When I was furiously networking in the summer of 2017, a chance encounter lead to a conversation on books and I heard my quarry say - "I don't read business books that are less than 10 years old". I remember coming away from that exchange thinking - Waw! What a tool! However, this book has now made me see the wisdom in that offhand comment.
Hooked is roundly recommended by every product person and builder of any repute in tech. Either these simple haven't read the book or they are just plain stupid. Nir Eyal's seductively titled book offers to pull the veil behind the success of companies like Facebook, Paypal, Airbnb, and other billion-dollar behemoths that has anyone who has ever successfully gotten "Hello World" to be executed in C++, frothing at the mouth.
The book is a post-facto look at these companies and how they "created" virality. It offers the promise that you too can use these frameworks to create the next viral product. This is the problem. When Zuck designed Facebook or Facemash, he wasn't thinking about how to use the Endowment Effect to increase value or studying Behavioral Econ to codify how he could incorporate variable rewards in the form of likes and comments to keep people coming back to the platform. Simply, people who build viral products were not using a framework. So, this reduction of virality and stickiness to a few factors is absurd at best and asinine at worst.
Here is my attempt at using the "Hooked" framework to analyze a habit-forming product - toothpaste. If you keenly observe, the internal trigger for someone to use a toothpaste is not to have bad breath so that they can signal to potential mates of their preferred genders of their genetic robustness. On understanding, this crucial insight, toothpaste companies can create a product. They should be careful that it isn't a product that you use once and it solves your problem. You must keep the user coming back to it at a determined frequency, say once every morning after they wake up. This variable reward compared with the internal trigger will cause virality and make your toothpaste viral (and also your competition which reduces your product to becoming a commodity but let's not think about that for now). Now, use this framework in the productivity app you are building to get everyone in the world "hooked" to your product. Thanks for coming to my Ted talk! *If you work in product, you should be furiously applauding right now*
I want to revisit the early maxim I was introduced to - Don't read any business book that is less than 10 years old. This book simply packages what was old into new with jargon. Clay Christensen's Job-To-Be-Done and Ted Levitt's - "People want quarter-inch holes, not drills maxim" is timeless for a reason. Those ideas were developed through unbiased common sense and articulated through simple language and far more importantly, have been successfully reproduced over and over again. The same cannot be said for ideas expressed in Hooked. This book is a fine example of a misguided blog post that became a book because snake-oil sells well during a gold rush. When no one knows what they are doing, the arcane becomes interesting.

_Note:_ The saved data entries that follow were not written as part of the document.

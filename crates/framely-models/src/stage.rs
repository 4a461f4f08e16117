//! Analysis stage identifiers.
//!
//! A stage is one named unit of per-shot analysis. The dependency structure
//! between stages lives in the engine's stage graph; this module only names
//! them so that shot bundles can key their detector results.

use schemars::JsonSchema;
use serde::{Deserialize, Serialize};
use std::fmt;
use std::str::FromStr;
use thiserror::Error;

/// One named unit of per-shot analysis.
#[derive(
    Debug, Clone, Copy, PartialEq, Eq, PartialOrd, Ord, Hash, Serialize, Deserialize, JsonSchema,
)]
#[serde(rename_all = "snake_case")]
pub enum Stage {
    /// Frame and shot preparation (performed before the per-shot pipeline).
    Prep,
    /// Full-frame object detection.
    YoloCoarse,
    /// Tiled object detection for small objects.
    YoloTiled,
    /// Super-resolution of small regions.
    Superres,
    /// Object detection on super-resolved regions.
    YoloFine,
    /// Segmentation-based refinement of object detections.
    Sam2Refine,
    /// Face detection.
    Faces,
    /// Text and font recognition.
    OcrFonts,
    /// Color and composition statistics.
    ColorComp,
    /// Motion and saliency analysis.
    MotionSaliency,
    /// Audio engineering metrics (loudness, speech, intelligibility).
    AudioEng,
    /// Transition classification at shot boundaries.
    Transitions,
    /// Vision-language reasoning over the accumulated outputs.
    QwenVl,
}

impl Stage {
    /// All stages in declaration order.
    pub const ALL: &'static [Stage] = &[
        Stage::Prep,
        Stage::YoloCoarse,
        Stage::YoloTiled,
        Stage::Superres,
        Stage::YoloFine,
        Stage::Sam2Refine,
        Stage::Faces,
        Stage::OcrFonts,
        Stage::ColorComp,
        Stage::MotionSaliency,
        Stage::AudioEng,
        Stage::Transitions,
        Stage::QwenVl,
    ];

    /// Returns the stage name as a string.
    pub fn as_str(&self) -> &'static str {
        match self {
            Stage::Prep => "prep",
            Stage::YoloCoarse => "yolo_coarse",
            Stage::YoloTiled => "yolo_tiled",
            Stage::Superres => "superres",
            Stage::YoloFine => "yolo_fine",
            Stage::Sam2Refine => "sam2_refine",
            Stage::Faces => "faces",
            Stage::OcrFonts => "ocr_fonts",
            Stage::ColorComp => "color_comp",
            Stage::MotionSaliency => "motion_saliency",
            Stage::AudioEng => "audio_eng",
            Stage::Transitions => "transitions",
            Stage::QwenVl => "qwen_vl",
        }
    }

    /// Returns true if this stage produces an object detection list.
    pub fn produces_objects(&self) -> bool {
        matches!(
            self,
            Stage::YoloCoarse | Stage::YoloTiled | Stage::YoloFine | Stage::Sam2Refine
        )
    }

    /// Object-producing stages, most refined first.
    pub const OBJECT_PRECEDENCE: &'static [Stage] = &[
        Stage::Sam2Refine,
        Stage::YoloFine,
        Stage::YoloTiled,
        Stage::YoloCoarse,
    ];
}

impl fmt::Display for Stage {
    fn fmt(&self, f: &mut fmt::Formatter<'_>) -> fmt::Result {
        write!(f, "{}", self.as_str())
    }
}

impl FromStr for Stage {
    type Err = StageParseError;

    fn from_str(s: &str) -> Result<Self, Self::Err> {
        Stage::ALL
            .iter()
            .copied()
            .find(|stage| stage.as_str() == s.to_lowercase())
            .ok_or_else(|| StageParseError(s.to_string()))
    }
}

#[derive(Debug, Error)]
#[error("Unknown stage: {0}")]
pub struct StageParseError(String);

#[cfg(test)]
mod tests {
    use super::*;

    #[test]
    fn test_stage_parse_roundtrip() {
        for stage in Stage::ALL {
            assert_eq!(stage.as_str().parse::<Stage>().unwrap(), *stage);
        }
        assert!("warp_drive".parse::<Stage>().is_err());
    }

    #[test]
    fn test_stage_serde_names_match_as_str() {
        let json = serde_json::to_string(&Stage::Sam2Refine).unwrap();
        assert_eq!(json, "\"sam2_refine\"");
        let json = serde_json::to_string(&Stage::QwenVl).unwrap();
        assert_eq!(json, "\"qwen_vl\"");
    }

    #[test]
    fn test_object_stages() {
        assert!(Stage::YoloTiled.produces_objects());
        assert!(!Stage::Faces.produces_objects());
        assert!(Stage::OBJECT_PRECEDENCE.iter().all(|s| s.produces_objects()));
    }
}
use crate::{EnergyVirial, PairTable, TholeError};

use atoms::{sbmask, Atoms, NeighborList, NEIGHMASK};
use drude::{DrudeError, ParticleRole, PartnerRegistry};
use dwconsts::*;

/// Force-field constants the kernel reads from the host.
#[derive(Debug, Clone, Copy)]
pub struct PairContext {
    pub qqrd2e: f64,
    pub special_coul: [f64; 4], // index 0 for ordinary pairs
    pub newton_pair: bool,
}

impl PairContext {
    pub fn new(qqrd2e: f64, special_coul: [f64; 3], newton_pair: bool) -> PairContext {
        PairContext {
            qqrd2e,
            special_coul: [1.0, special_coul[0], special_coul[1], special_coul[2]],
            newton_pair,
        }
    }
}

/// Force and energy prefactors of the Thole damping at distance `r`, with
/// the share already counted by the ordinary Coulomb interaction removed.
pub fn thole_factors(a_screen: f64, r: f64, factor_coul: f64) -> (f64, f64) {
    let ar = a_screen * r;
    let exp_ar = (-ar).exp();

    let factor_f = 0.5 * (2.0 + exp_ar * (-2.0 - ar * (2.0 + ar))) - factor_coul;
    let factor_e = 0.5 * (2.0 - exp_ar * (2.0 + ar)) - factor_coul;

    (factor_f, factor_e)
}

/// Thole-screened Coulomb interaction between induced dipoles.
///
/// Only core and Drude particles interact, and never with their own partner.
/// The charge of a Drude particle is its own, the charge of a core is minus
/// that of its Drude particle.
#[derive(Debug, Clone)]
pub struct PairThole {
    ntypes: usize,

    thole_global: f64,
    cut_global: f64,

    setflag: PairTable<bool>,
    polar: PairTable<f64>,
    thole: PairTable<f64>,
    cut: PairTable<f64>,
    cutsq: PairTable<f64>,
    scale: PairTable<f64>,

    cut_max: f64,
    initialized: bool,
}

impl PairThole {
    pub fn new(ntypes: usize) -> PairThole {
        PairThole {
            ntypes,
            thole_global: 0.0,
            cut_global: 0.0,
            setflag: PairTable::new(ntypes, false),
            polar: PairTable::new(ntypes, 0.0),
            thole: PairTable::new(ntypes, 0.0),
            cut: PairTable::new(ntypes, 0.0),
            cutsq: PairTable::new(ntypes, 0.0),
            scale: PairTable::new(ntypes, 1.0),
            cut_max: 0.0,
            initialized: false,
        }
    }

    pub fn get_thole_global(&self) -> f64 {
        self.thole_global
    }

    pub fn get_cut_global(&self) -> f64 {
        self.cut_global
    }

    pub fn get_cut_max(&self) -> f64 {
        self.cut_max
    }

    pub fn is_set(&self, itype: usize, jtype: usize) -> bool {
        self.setflag.get(itype, jtype)
    }

    /// `thole_global cut_global`. Pairs set before keep their polarizability
    /// but take the new global damping and cutoff.
    pub fn settings(&mut self, args: &[&str]) -> Result<(), TholeError> {
        if args.len() != 2 {
            return Err(TholeError::IllegalArguments(format!(
                "expected 'thole_global cut_global', found {} argument(s)",
                args.len()
            )));
        }

        self.thole_global = numeric(args[0])?;
        self.cut_global = numeric(args[1])?;

        for i in 1..=self.ntypes {
            for j in (i + 1)..=self.ntypes {
                if self.setflag.get(i, j) {
                    self.thole.set(i, j, self.thole_global);
                    self.cut.set(i, j, self.cut_global);
                }
            }
        }

        self.initialized = false;

        Ok(())
    }

    /// `I J polar [thole [cut]]`, where `I` and `J` are type bounds.
    pub fn coeff(&mut self, args: &[&str]) -> Result<(), TholeError> {
        if args.len() < 3 || args.len() > 5 {
            return Err(TholeError::IncorrectCoeffArgs(format!(
                "expected 'I J polar [thole [cut]]', found {} argument(s)",
                args.len()
            )));
        }

        let (ilo, ihi) = bounds(args[0], self.ntypes)?;
        let (jlo, jhi) = bounds(args[1], self.ntypes)?;

        let polar_one = numeric(args[2])?;

        let thole_one = match args.get(3) {
            Some(s) => numeric(s)?,
            None => self.thole_global,
        };

        let cut_one = match args.get(4) {
            Some(s) => numeric(s)?,
            None => self.cut_global,
        };

        let mut count = 0;

        for i in ilo..=ihi {
            for j in jlo.max(i)..=jhi {
                self.polar.set(i, j, polar_one);
                self.thole.set(i, j, thole_one);
                self.cut.set(i, j, cut_one);
                self.scale.set(i, j, 1.0);
                self.setflag.set(i, j, true);
                count += 1;
            }
        }

        if count == 0 {
            return Err(TholeError::IncorrectCoeffArgs(format!(
                "no type pair selected by '{} {}'",
                args[0], args[1]
            )));
        }

        self.initialized = false;

        Ok(())
    }

    pub fn init_style(&self, atoms: &Atoms) -> Result<(), TholeError> {
        if !atoms.has_charge() {
            return Err(TholeError::MissingCharge);
        }

        Ok(())
    }

    /// Complete and symmetrize the coefficients of pair (i, j), i <= j.
    /// Returns its cutoff.
    pub fn init_one(&mut self, i: usize, j: usize) -> Result<f64, TholeError> {
        if !self.setflag.get(i, j) {
            if !self.setflag.get(i, i) || !self.setflag.get(j, j) {
                return Err(TholeError::CoeffsNotSet { itype: i, jtype: j });
            }

            self.thole
                .set(i, j, 0.5 * (self.thole.get(i, i) + self.thole.get(j, j)));
            self.polar
                .set(i, j, (self.polar.get(i, i) * self.polar.get(j, j)).sqrt());
            self.cut
                .set(i, j, (self.cut.get(i, i) * self.cut.get(j, j)).sqrt());
            self.scale.set(i, j, 1.0);
        }

        self.polar.mirror(i, j);
        self.thole.mirror(i, j);
        self.scale.mirror(i, j);
        self.cut.mirror(i, j);

        let cut = self.cut.get(i, j);

        self.cutsq.set(i, j, cut * cut);
        self.cutsq.mirror(i, j);

        Ok(cut)
    }

    /// Check the host and complete every pair. Returns the largest cutoff.
    pub fn init(&mut self, atoms: &Atoms) -> Result<f64, TholeError> {
        self.init_style(atoms)?;

        let mut cut_max: f64 = 0.0;

        for i in 1..=self.ntypes {
            for j in i..=self.ntypes {
                cut_max = cut_max.max(self.init_one(i, j)?);
            }
        }

        self.cut_max = cut_max;
        self.initialized = true;

        log::debug!("pair thole initialized, largest cutoff {}", cut_max);

        Ok(cut_max)
    }

    /// Accumulate forces on `atoms.f`; returns the energy and virial of
    /// this process when requested.
    pub fn compute(
        &self,
        atoms: &mut Atoms,
        registry: &PartnerRegistry,
        list: &NeighborList,
        ctx: &PairContext,
        eflag: bool,
        vflag: bool,
    ) -> Result<EnergyVirial, TholeError> {
        if !self.initialized {
            return Err(TholeError::NotInitialized);
        }

        let nlocal = atoms.nlocal;
        let mut ev = EnergyVirial::new();

        for (ii, &i) in list.get_ilist().iter().enumerate() {
            if !registry.role_of(atoms, i).is_polarizable() {
                continue;
            }

            let di = partner_image(atoms, registry, i)?;
            let qi = dipole_charge(atoms, registry, i)?;

            let xi = atoms.x[i];
            let itype = atoms.atom_type[i];

            for &jraw in list.get_neighbors(ii) {
                let factor_coul = ctx.special_coul[sbmask(jraw)];
                let j = jraw & NEIGHMASK;

                if !registry.role_of(atoms, j).is_polarizable() || j == di {
                    continue;
                }

                let qj = dipole_charge(atoms, registry, j)?;

                let del = xi - atoms.x[j];
                let rsq = del.norm2_squared();
                let jtype = atoms.atom_type[j];

                if rsq >= self.cutsq.get(itype, jtype) {
                    continue;
                }

                let (fpair, ecoul) = self.pair_terms(itype, jtype, rsq, factor_coul, qi * qj, ctx.qqrd2e);

                atoms.f[i] += del * fpair;

                if ctx.newton_pair || j < nlocal {
                    atoms.f[j] -= del * fpair;
                }

                if eflag || vflag {
                    ev.tally(i, j, nlocal, ctx.newton_pair, eflag, vflag, ecoul, fpair, del);
                }
            }
        }

        Ok(ev)
    }

    // (fpair, ecoul) of a pair within the cutoff
    fn pair_terms(&self, itype: usize, jtype: usize, rsq: f64, factor_coul: f64, qiqj: f64, qqrd2e: f64) -> (f64, f64) {
        let r2inv = 1.0 / rsq;
        let rinv = r2inv.sqrt();
        let r = rsq.sqrt();

        let a_screen = self.thole.get(itype, jtype) / self.polar.get(itype, jtype).cbrt();
        let (factor_f, factor_e) = thole_factors(a_screen, r, factor_coul);

        let prefactor = qqrd2e * self.scale.get(itype, jtype) * qiqj * rinv;

        (factor_f * prefactor * r2inv, factor_e * prefactor)
    }

    /// Energy and `fforce` (force over distance) of one pair at `rsq`, as
    /// `compute` evaluates it.
    #[allow(clippy::too_many_arguments)]
    pub fn single(
        &self,
        atoms: &Atoms,
        registry: &PartnerRegistry,
        ctx: &PairContext,
        i: usize,
        j: usize,
        itype: usize,
        jtype: usize,
        rsq: f64,
        factor_coul: f64,
    ) -> Result<(f64, f64), TholeError> {
        if !self.initialized {
            return Err(TholeError::NotInitialized);
        }

        if i == j
            || !registry.role_of(atoms, i).is_polarizable()
            || !registry.role_of(atoms, j).is_polarizable()
        {
            return Ok((0.0, 0.0));
        }

        let di = partner_image(atoms, registry, i)?;

        if j == di || rsq >= self.cutsq.get(itype, jtype) {
            return Ok((0.0, 0.0));
        }

        let qi = dipole_charge(atoms, registry, i)?;
        let qj = dipole_charge(atoms, registry, j)?;

        let (fforce, phicoul) = self.pair_terms(itype, jtype, rsq, factor_coul, qi * qj, ctx.qqrd2e);

        Ok((phicoul, fforce))
    }

    /// Coefficient tables by name: `scale`, `polar` or `thole`.
    pub fn extract(&self, name: &str) -> Option<&PairTable<f64>> {
        match name {
            "scale" => Some(&self.scale),
            "polar" => Some(&self.polar),
            "thole" => Some(&self.thole),
            _ => None,
        }
    }

    pub fn extract_mut(&mut self, name: &str) -> Option<&mut PairTable<f64>> {
        match name {
            "scale" => Some(&mut self.scale),
            "polar" => Some(&mut self.polar),
            "thole" => Some(&mut self.thole),
            _ => None,
        }
    }

    pub fn display(&self) {
        println!();
        println!("   {:-^80}", " pair thole ");
        println!();

        println!("   {:<width1$} = {:>width2$}", "thole_global", self.thole_global, width1 = OUT_WIDTH1, width2 = OUT_WIDTH2);
        println!("   {:<width1$} = {:>width2$}", "cut_global", self.cut_global, width1 = OUT_WIDTH1, width2 = OUT_WIDTH2);

        for i in 1..=self.ntypes {
            for j in i..=self.ntypes {
                if !self.setflag.get(i, j) && !self.initialized {
                    continue;
                }

                let key = format!("pair {} {} (polar thole cut)", i, j);
                let val = format!(
                    "{:.4} {:.4} {:.4}",
                    self.polar.get(i, j),
                    self.thole.get(i, j),
                    self.cut.get(i, j)
                );

                println!("   {:<width1$} = {:>width2$}", key, val, width1 = OUT_WIDTH1, width2 = OUT_WIDTH2);
            }
        }
    }
}

// closest copy of the partner of polarizable atom i
fn partner_image(atoms: &Atoms, registry: &PartnerRegistry, i: usize) -> Result<usize, TholeError> {
    registry.partner_index(atoms, i)?.ok_or_else(|| {
        TholeError::Drude(DrudeError::PartnerNotMapped {
            tag: atoms.tag[i],
            partner: 0,
        })
    })
}

// A Drude particle carries its own charge; a core carries minus the charge
// of its Drude partner, the only case that needs the partner present.
fn dipole_charge(atoms: &Atoms, registry: &PartnerRegistry, i: usize) -> Result<f64, TholeError> {
    let q = atoms.q.as_ref().ok_or(TholeError::MissingCharge)?;

    match registry.role_of(atoms, i) {
        ParticleRole::Drude => Ok(q[i]),
        _ => Ok(-q[partner_image(atoms, registry, i)?]),
    }
}

fn numeric(s: &str) -> Result<f64, TholeError> {
    s.parse::<f64>().map_err(|_| TholeError::Parse(s.to_string()))
}

/// Type range of `*`, `n`, `*m`, `n*` or `n*m` within 1..=ntypes.
pub fn bounds(s: &str, ntypes: usize) -> Result<(usize, usize), TholeError> {
    let bad = || TholeError::InvalidBounds {
        token: s.to_string(),
        ntypes,
    };

    let index = |t: &str, default: usize| -> Result<usize, TholeError> {
        if t.is_empty() {
            Ok(default)
        } else {
            t.parse::<usize>().map_err(|_| bad())
        }
    };

    let (lo, hi) = match s.split_once('*') {
        None => {
            let n = index(s, 0)?;
            (n, n)
        }
        Some((l, h)) => (index(l, 1)?, index(h, ntypes)?),
    };

    if lo < 1 || hi > ntypes || lo > hi {
        return Err(bad());
    }

    Ok((lo, hi))
}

If you are considering reading this, look for an article on Clay Christen's JBTD and read Ted Levitt's Marketing Myopia essay. Once you finish them, try to summarize what they are saying. Yes, I am saying, read a little to educate yourself and maybe, just maybe, think for yourself. If you are going to be building a billion-dollar product, you may seek all the advice you want but you are going to have to think for yourself and make decisions based on your convictions and be able to explain them so that others can understand.
Be wary of anyone who tries to sell you a secret. Listen with an open mind and evaluate the "secret" on its merits. As Naval Ravikanth said on Joe Rogan - There are no new ideas. All new ideas are old ideas and someone has probably already said it better. I hate that this book has made me agree with Naval Ravikanth who I find to be insufferable. But I assume that is perhaps growth, you don't have to like the person to think their idea has merit. I don't like Hooked, perhaps Nir Eyal is a good product person.